Pauling concludes that a minimum level for optimum health would be 2,300 mg of vitamin C per day, with an upper limit of needing no more than 9,500 mg per day of vitamin C. The 2,300 mg figure is an average of 2,600 mg for a typical male and 2,000 mg for a typical female.
Stone suggested that optimum intake is 3,000 mg a day of vitamin C under normal circumstances and up to more than ten times that amount when ill (like with a cold).
So when you say you “take vitamin C”, are you really saying you don’t take enough because you are only taking one 500 mg common vitamin C supplement capsule?
My advice is that you should consider 2,000 mg per day of vitamin C as absolute minimum. Consider taking 3,000 to 4,000 mg per day and take quercetin with it.
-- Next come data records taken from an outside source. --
// Instagram adapter: Open Graph meta tags on the public profile page.
//
// og:description looks like
//   "831K Followers, 120 Following, 45 Posts - See Instagram photos and videos from ..."
// or, for Japanese sessions,
//   "フォロワー83.1万人、フォロー中120人、投稿45件 - ..."

use std::sync::LazyLock;

use async_trait::async_trait;
use regex::Regex;
use snsfetch_common::{AccountInfo, Platform};
use tracing::{debug, info};

use super::PlatformAdapter;
use crate::error::{AccountError, Result};
use crate::fetch::{PageFetcher, CLIENT_HINT_HEADERS};
use crate::html::PageDocument;
use crate::patterns::{first_count, CountPattern};

const INSTAGRAM_BASE: &str = "https://www.instagram.com";

static RE_FOLLOWERS_EN: LazyLock<Regex> =
    LazyLock::new(|| Regex::new(r"([\d,.KM]+)\s+Followers?").unwrap());
static RE_FOLLOWERS_JA: LazyLock<Regex> =
    LazyLock::new(|| Regex::new(r"フォロワー([\d,.KM万]+)人").unwrap());
static RE_FOLLOWING_EN: LazyLock<Regex> =
    LazyLock::new(|| Regex::new(r"([\d,.KM]+)\s+Following").unwrap());
static RE_FOLLOWING_JA: LazyLock<Regex> =
    LazyLock::new(|| Regex::new(r"フォロー中([\d,.KM万]+)人").unwrap());
static RE_POSTS_EN: LazyLock<Regex> =
    LazyLock::new(|| Regex::new(r"([\d,.KM]+)\s+Posts?").unwrap());
static RE_POSTS_JA: LazyLock<Regex> =
    LazyLock::new(|| Regex::new(r"投稿([\d,.KM万]+)件").unwrap());

/// "Jane Doe (@janedoe) • Instagram ..." and "名前(@user) • Instagram写真と動画"
static RE_DISPLAY_NAME: LazyLock<Regex> = LazyLock::new(|| Regex::new(r"^(.+?)\s*\(@").unwrap());

const FOLLOWERS: &[CountPattern] = &[
    CountPattern { locale: "en", regex: &RE_FOLLOWERS_EN },
    CountPattern { locale: "ja", regex: &RE_FOLLOWERS_JA },
];

const FOLLOWING: &[CountPattern] = &[
    CountPattern { locale: "en", regex: &RE_FOLLOWING_EN },
    CountPattern { locale: "ja", regex: &RE_FOLLOWING_JA },
];

const POSTS: &[CountPattern] = &[
    CountPattern { locale: "en", regex: &RE_POSTS_EN },
    CountPattern { locale: "ja", regex: &RE_POSTS_JA },
];

pub struct InstagramAdapter {
    fetcher: PageFetcher,
}

impl InstagramAdapter {
    pub fn new() -> Result<Self> {
        Self::with_base_url(INSTAGRAM_BASE)
    }

    pub fn with_base_url(base_url: &str) -> Result<Self> {
        Ok(Self {
            fetcher: PageFetcher::new("Instagram", base_url, CLIENT_HINT_HEADERS)?,
        })
    }
}

#[async_trait]
impl PlatformAdapter for InstagramAdapter {
    fn platform(&self) -> Platform {
        Platform::Instagram
    }

    async fn fetch_account(&self, identifier: &str) -> Result<AccountInfo> {
        let username = self.normalize_identifier(identifier);
        info!(username = %username, "instagram: fetching profile");

        // Profile URLs end in a slash: /{username}/
        let html = self.fetcher.fetch_page(&[&username, ""], &username).await?;
        parse_instagram_profile(&html, &username)
    }
}

/// Extract profile metadata from an Instagram profile page.
pub fn parse_instagram_profile(html: &str, username: &str) -> Result<AccountInfo> {
    let doc = PageDocument::parse(html);

    let description = doc.meta_content("og:description").ok_or_else(|| {
        AccountError::Extraction("Could not find account data in page".to_string())
    })?;

    let followers = first_count(FOLLOWERS, &description);
    let following = first_count(FOLLOWING, &description);
    if followers.is_none() && following.is_none() {
        debug!(username, description = %description, "instagram: no counts in og:description");
    }

    let account_name = doc
        .meta_content("og:title")
        .as_deref()
        .and_then(display_name)
        .unwrap_or_else(|| username.to_string());

    Ok(AccountInfo {
        account_id: username.to_string(),
        account_name,
        followers_count: followers.map_or(0, |m| m.value),
        following_count: following.map_or(0, |m| m.value),
        post_count: first_count(POSTS, &description).map(|m| m.value),
        platform: Platform::Instagram,
    })
}

fn display_name(title: &str) -> Option<String> {
    RE_DISPLAY_NAME
        .captures(title)
        .and_then(|caps| caps.get(1))
        .map(|m| m.as_str().trim().to_string())
}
As a reminder: vitamin C is extremely non-toxic. People have taken 100,000 mg per day for several days and 40,000 mg per day for weeks without any harm. I’ve personally taken roughly 3,000 mg per day for the past eighteen years and I’m considered to be very healthy.
Note: Nutritional policy is set by assuming that the average intakes of the population are adequate. This sets the guidelines for requirements and recommended dosages. This fails to account for the fact that the current population is very unhealthy. Remember: the average person is not healthy. Do you want to be average?
Linus Pauling certainly wasn’t average. He was an accomplished chemist (his textbooks are still used to teach chemistry) and a physicist. He is the only person to have won two unshared nobel prizes: first in Chemistry (1954) and second in Peace (1962). Probably nobody has understood tiny molecules better than Linus Pauling.
Be healthy and advocate for peace!
I have an appointment tomorrow for a Vit C infusion. Gonna get blasted!